Since the late 1960s, American law enforcement has passed
through major changes that are not only healthy but also
irreversible. Changes over the past two decades, besides leading
to dramatically higher salaries and benefits for law enforcement
personnel, have produced law enforcement agency accreditation
standards, the use of highly sophisticated technology, and
probably most important of all, an air of professionalism. This
professionalism is especially visible in the area of policy
setting.
Gone is the stereotype that police are the guarantors of the
socioeconomic status quo. Today, the police are recognized as
being artful practitioners on the leading edge of major social
issues. As such, police are in the front-line delivery of public
services associated with the mentally ill, the homeless, abused
children, battered spouses, and victims of racial and religious
intolerance.
EVOLVING ISSUES
Through this law enforcement metamorphosis, it is important
to remember a basic premise of organizational ecology:
Organizations are dependent upon and affected by changes and
evolutions in other organizations in their immediate environment
or sphere of influence. This is the case with law enforcement
where private security has emerged as a major player in the
safeguarding of Americans and their property.

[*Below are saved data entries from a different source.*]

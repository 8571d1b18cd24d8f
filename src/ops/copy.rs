//! Copy an artifact between targets

use crate::content::Descriptor;
use crate::copy::{copy_graph, extended_copy, tag_all, CopyGraphOptions, CopyReport, ExtendedCopyOptions};
use crate::error::{OrcaError, OrcaResult};
use crate::ops::resolve_root;
use crate::target::reference::Reference;
use crate::target::Target;
use std::str::FromStr;
use tracing::info;

/// Options for [`copy`]
#[derive(Debug, Clone, Default)]
pub struct CopyOptions {
    pub graph: CopyGraphOptions,
    /// Follow referrers of the root (extended copy)
    pub recursive: bool,
    /// Rounds of referrer discovery; `None` runs to a fixed point
    pub depth: Option<usize>,
    pub artifact_type: Option<String>,
    pub extra_tags: Vec<String>,
}

/// Result of [`copy`]
#[derive(Debug)]
pub struct CopyOutcome {
    pub root: Descriptor,
    pub report: CopyReport,
    /// References committed at the destination
    pub tags: Vec<String>,
}

/// Copy `src_ref` from `src` to `dst`.
///
/// The destination is tagged `dst_ref`, or `src_ref` when no destination
/// reference is given and the source reference is a tag. A digest
/// destination reference must name the copied root.
pub async fn copy(
    src: &dyn Target,
    src_ref: &str,
    dst: &dyn Target,
    dst_ref: Option<&str>,
    opts: &CopyOptions,
) -> OrcaResult<CopyOutcome> {
    let root = resolve_root(src, src_ref).await?;

    let tag = match dst_ref.filter(|r| !r.is_empty()) {
        Some(reference) => match Reference::from_str(reference)? {
            Reference::Digest(digest) if digest != root.digest => {
                return Err(OrcaError::InvalidReference {
                    reference: reference.to_string(),
                    reason: format!("source resolved to {}", root.digest),
                });
            }
            Reference::Digest(_) => None,
            Reference::Tag(tag) => Some(tag),
        },
        None => match Reference::from_str(src_ref) {
            Ok(Reference::Tag(tag)) => Some(tag),
            _ => None,
        },
    };

    let report = if opts.recursive {
        let extended = ExtendedCopyOptions {
            graph: opts.graph.clone(),
            depth: opts.depth,
            artifact_type: opts.artifact_type.clone(),
        };
        extended_copy(src, dst, &root, &extended).await?
    } else {
        copy_graph(src, dst, &root, &opts.graph).await?
    };

    let mut tags = Vec::new();
    if !opts.graph.dry_run {
        if let Some(tag) = tag {
            dst.tag(&root, &tag).await?;
            tags.push(tag);
        }
        if !opts.extra_tags.is_empty() {
            tags.extend(tag_all(dst, &root, &opts.extra_tags, opts.graph.concurrency).await?);
        }
    }

    info!(
        src = %src.name(),
        dst = %dst.name(),
        digest = %root.digest,
        copied = report.copied,
        skipped = report.skipped,
        "Copied artifact"
    );
    Ok(CopyOutcome { root, report, tags })
}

In the area of resources alone, the growth of private
security has expanded from what was estimated in 1969 as less
than 300,000 employees in an industry whose national product in
the United States was calculated at $2.5 million (1) to an industry
which has grown to an estimated $18 billion employing close to 2
million people. This is twice the size of public law
enforcement. Moreover, according to a 1984 survey of the
National Institute of Justice, public law enforcement resources
have remained relatively flat, with a significant percentage of
law enforcement agencies showing an effective decline in
personnel, despite growth rates in population and crime. (2)
A number of complex and evolving related trends may be
contributing factors in the explanation for the phenomenal growth
of private security at a time when public law enforcement growth
has stagnated. Such trends as taxpayer revolts, automation,
transferral of functions, stagnant economic growth, terrorism,
inner-city problems, financing of local services, and
immigration/emigration readily come to mind. Regardless of the
possible reasons, the fact remains that private security will
continue to have an impact upon and implications for society, in
general, and public law enforcement, in particular.
Ironically, the emergence of the private security industry
that now numerically and financially far exceeds its public
counterpart occurred without much influence from or interaction
with public police. In fact, until recently, there was a mixture
of disdain and concern that the emergence of private security was
threatening the professionalism of policing. Many officials
complained that the absence of adequate private security
standards was allowing the proponents of private security to
confuse the citizenry that ``rent-a-cops'' were a better bargain
than protective services provided through public law enforcement.
Police have traditionally viewed private security employees
as inadequately trained and ill-paid individuals who could not
find other work but were nevertheless allowed to carry a gun.
Furthermore, because these individuals looked and acted like
police, there was alarm that the private security industry might
even usurp important aspects of public law enforcement and erode
key citizen contacts that bond police officer and citizen in a
common alliance. Those fears have not been realized; however,
this unfortunately widespread view, early on, did much to stifle
potentially mutual and beneficial relationships between law
enforcement and private security.
While the 1960s were characterized as a period of
indifference toward private security, and the 1970s as one of
changing perceptions and some mistrust of the industry, the 1980s
and 1990s will most likely be regarded as the era of
collaboration and joint ventures between public law enforcement
and private security. This is necessitated by the fact that
individual and corporate citizens who are policed by public law
enforcement are also increasingly becoming the clients of private
security.
SCOPE OF PRIVATE SECURITY DUTIES
As pointed out in the 1984 results of a 30-month
descriptive and exploratory research project of the private
security industry, the scope of private security is constantly
changing and goes far beyond the more traditional areas of
``turf'' of local law enforcement agencies. (3) Proprietary or
corporate security encompasses such sophisticated and diverse
concerns as assets protection, loss prevention, countermeasures
for industrial espionage, drug testing in the work environment,
extortion, product tampering, dignitary and facility protection,
and communications security, to name a few examples.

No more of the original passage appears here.